WASHINGTON (CN) - Justice Neil Gorsuch took no part in the Supreme Court’s decision Monday to take up a drug case Monday that Gorsuch first heard months earlier at the 10th Circuit.
The underlying case stems from Kansas where Roosevelt Dahda was one of 43 people charged with operating a marijuana-distribution network.
In addition to facing roughly 17 years in prison for the 10 counts of which he was ultimately convicted, Dahda was ordered to forfeit nearly $17 million in criminal proceeds.
Dahda raised seven challenges to his convictions and sentence, which went before a three-judge panel of the 10th Circuit before Gorsuch’s ascension to the Supreme Court.
When the federal appeals court issued its ruling on April 4, just three days before the Senate confirmed Gorsuch’s nomination, it did so via two-judge quorum, without Gorsuch’s input.
Gorsuch likewise did not get involved Monday in the Supreme Court’s decision to take up Dahda's latest challenge.
At the Supreme Court this term, Dahda will argue that the court should have suppressed evidence obtained pursuant to a wiretap order that he says exceeded the judge’s territorial jurisdiction.
Cellphone wiretaps accounted for much of the evidence that the government introduced against Roosevelt.
As noted in the 10th Circuit’s ruling, the wiretaps took place during the six months preceding Roosevelt’s arrest and were authorized by the U.S. District Court for the District of Kansas.

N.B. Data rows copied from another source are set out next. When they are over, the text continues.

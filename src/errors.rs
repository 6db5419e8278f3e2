//! Typed error hierarchy for the tracker core.
//!
//! Three enums cover the mutation paths:
//! - `ValidationError` - input rejected before any optimistic change is made
//! - `BoardError` - failures of board ordering operations
//! - `ProjectError` - failures of project creation and settings updates

use chrono::NaiveDate;
use thiserror::Error;
use tracker_common::{ColumnId, ProjectKeyError, SiteId};

/// Input that can never be applied. Raised before the board is touched.
#[derive(Debug, Error)]
pub enum ValidationError {
    #[error("Title must not be empty")]
    EmptyTitle,

    #[error("Project name must not be empty")]
    EmptyProjectName,

    #[error("Column title '{title}' is reserved")]
    ReservedColumnTitle { title: String },

    #[error("A column titled '{title}' already exists")]
    DuplicateColumnTitle { title: String },

    #[error("Column {column_id} is a default column and cannot be modified")]
    DefaultColumnProtected { column_id: ColumnId },

    #[error("Default columns keep their fixed positions (move {from} -> {to} rejected)")]
    DefaultColumnOrder { from: usize, to: usize },

    #[error("Column {column_id} still holds {count} issue(s)")]
    ColumnNotEmpty { column_id: ColumnId, count: usize },

    #[error("Start date {start} is after end date {end}")]
    InvalidDateRange { start: NaiveDate, end: NaiveDate },

    #[error("Invalid project key: {0}")]
    InvalidProjectKey(#[from] ProjectKeyError),

    #[error("Project key '{key}' is already used in site {site_id}")]
    DuplicateProjectKey { key: String, site_id: SiteId },
}

/// Errors from the board ordering engine.
#[derive(Debug, Error)]
pub enum BoardError {
    #[error("Permission denied: {action}")]
    PermissionDenied { action: &'static str },

    #[error(transparent)]
    Validation(#[from] ValidationError),

    /// The remote call failed after the optimistic apply; the board has
    /// already been restored to its pre-operation snapshot.
    #[error("Failed to persist {operation}: {source}")]
    PersistenceFailure {
        operation: &'static str,
        #[source]
        source: anyhow::Error,
    },

    #[error("Board invariant violated: {0}")]
    InvariantViolation(String),

    #[error("{entity} {id} not found on the board")]
    NotFound { entity: &'static str, id: i64 },

    #[error("Board was reloaded before the operation could run")]
    Superseded,

    #[error("Board lock poisoned")]
    LockPoisoned,
}

impl BoardError {
    pub fn is_permission_denied(&self) -> bool {
        matches!(self, Self::PermissionDenied { .. })
    }

    pub fn is_validation(&self) -> bool {
        matches!(self, Self::Validation(_))
    }
}

/// Errors from the project service.
#[derive(Debug, Error)]
pub enum ProjectError {
    #[error("Permission denied: {action}")]
    PermissionDenied { action: &'static str },

    #[error(transparent)]
    Validation(#[from] ValidationError),

    #[error("Failed to persist {operation}: {source}")]
    PersistenceFailure {
        operation: &'static str,
        #[source]
        source: anyhow::Error,
    },
}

The 10th Circuit said its precedent from the case United States v. Los Dahda does not require suppression even where the wiretap orders.
Dahda’s attorney noted in a brief to the Supreme Court that the circuits “are in direct conflict both on the issue whether Title III’s territorial-jurisdiction limitation implicates a ‘core concern’ of the statute, and on the antecedent issue whether the extratextual ‘core concerns’ requirement even applies in the context of facially insufficient wiretap orders.”

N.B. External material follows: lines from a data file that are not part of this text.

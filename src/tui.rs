use std::{
  ops::{Deref, DerefMut},
  time::Duration,
};

use color_eyre::eyre::Result;
use crossterm::{
  cursor,
  event::{Event as CrosstermEvent, KeyEvent, KeyEventKind},
  terminal::{EnterAlternateScreen, LeaveAlternateScreen},
};
use futures::{FutureExt, StreamExt};
use ratatui::backend::CrosstermBackend as Backend;
use serde::{Deserialize, Serialize};
use tokio::{
  sync::mpsc::{self, UnboundedReceiver, UnboundedSender},
  task::JoinHandle,
};
use tokio_util::sync::CancellationToken;
use tracing::error;

pub type IO = std::io::Stdout;
pub fn io() -> IO {
  std::io::stdout()
}
pub type Frame<'a> = ratatui::Frame<'a>;

#[derive(Clone, Debug, PartialEq, Eq, Serialize, Deserialize)]
pub enum Event {
  Error,
  Render,
  Key(KeyEvent),
  Resize(u16, u16),
}

pub struct Tui {
  pub terminal: ratatui::Terminal<Backend<IO>>,
  pub task: JoinHandle<()>,
  pub cancellation_token: CancellationToken,
  pub event_rx: UnboundedReceiver<Event>,
  pub event_tx: UnboundedSender<Event>,
  pub frame_rate: f64,
}

impl Tui {
  pub fn new() -> Result<Self> {
    let frame_rate = 30.0;
    let terminal = ratatui::Terminal::new(Backend::new(io()))?;
    let (event_tx, event_rx) = mpsc::unbounded_channel();
    let cancellation_token = CancellationToken::new();
    let task = tokio::spawn(async {});
    Ok(Self { terminal, task, cancellation_token, event_rx, event_tx, frame_rate })
  }

  pub fn frame_rate(mut self, frame_rate: f64) -> Self {
    self.frame_rate = frame_rate;
    self
  }

  pub fn start(&mut self) {
    let render_delay = Duration::from_secs_f64(1.0 / self.frame_rate);
    self.cancel();
    self.cancellation_token = CancellationToken::new();
    let cancellation_token = self.cancellation_token.clone();
    let event_tx = self.event_tx.clone();

    // The list is laid out for the real width before the first key press.
    if let Ok((width, height)) = crossterm::terminal::size() {
      send_event(&event_tx, Event::Resize(width, height));
    }

    self.task = tokio::spawn(async move {
      let mut reader = crossterm::event::EventStream::new();
      let mut render_interval = tokio::time::interval(render_delay);
      loop {
        let render_delay = render_interval.tick();
        let crossterm_event = reader.next().fuse();
        tokio::select! {
          _ = cancellation_token.cancelled() => {
            break;
          }
          maybe_event = crossterm_event => {
            match maybe_event {
              Some(Ok(CrosstermEvent::Key(key))) if key.kind == KeyEventKind::Press => {
                send_event(&event_tx, Event::Key(key));
              },
              Some(Ok(CrosstermEvent::Resize(x, y))) => send_event(&event_tx, Event::Resize(x, y)),
              Some(Ok(_)) => {},
              Some(Err(_)) => send_event(&event_tx, Event::Error),
              None => {},
            }
          },
          _ = render_delay => {
            send_event(&event_tx, Event::Render);
          },
        }
      }
    });
  }

  pub fn stop(&self) -> Result<()> {
    self.cancel();
    let mut counter = 0;
    while !self.task.is_finished() {
      std::thread::sleep(Duration::from_millis(1));
      counter += 1;
      if counter > 50 {
        self.task.abort();
      }
      if counter > 100 {
        error!("Failed to abort task in 100 milliseconds for unknown reason");
        break;
      }
    }
    Ok(())
  }

  pub fn enter(&mut self) -> Result<()> {
    crossterm::terminal::enable_raw_mode()?;
    crossterm::execute!(io(), EnterAlternateScreen, cursor::Hide)?;
    self.start();
    Ok(())
  }

  /// Stops reading input and gives the terminal back in cooked mode.
  pub fn exit(&mut self) -> Result<()> {
    self.stop()?;
    if crossterm::terminal::is_raw_mode_enabled()? {
      self.flush()?;
      restore()?;
    }
    Ok(())
  }

  pub fn cancel(&self) {
    self.cancellation_token.cancel();
  }

  pub async fn next(&mut self) -> Option<Event> {
    self.event_rx.recv().await
  }
}

/// Leaves the alternate screen and raw mode without needing a `Tui`.
pub fn restore() -> Result<()> {
  crossterm::execute!(io(), LeaveAlternateScreen, cursor::Show)?;
  crossterm::terminal::disable_raw_mode()?;
  Ok(())
}

fn send_event(tx: &UnboundedSender<Event>, event: Event) {
  if let Err(err) = tx.send(event) {
    error!("Failed to send terminal event: {}", err);
  }
}

impl Deref for Tui {
  type Target = ratatui::Terminal<Backend<IO>>;

  fn deref(&self) -> &Self::Target {
    &self.terminal
  }
}

impl DerefMut for Tui {
  fn deref_mut(&mut self) -> &mut Self::Target {
    &mut self.terminal
  }
}

impl Drop for Tui {
  fn drop(&mut self) {
    if let Err(err) = self.exit() {
      error!("Failed to restore terminal: {:?}", err);
    }
  }
}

This brief was signed by Rick Bailey Conlee with the Wichita firm Schmidt & Emerson, Edward Fehlig Jr. with the St. Louis firm Fehlig & Fehlig-Tatum, and Kannon Shanmugam at the Washington, D.C., firm Williams & Connolly.
Noel Francisco will argue for the U.S. Solicitor General’s Office.
Dahda already persuaded the 10th Circuit to remand his case for resentencing, showing that the District Court miscalculated his share of the network’s marijuana.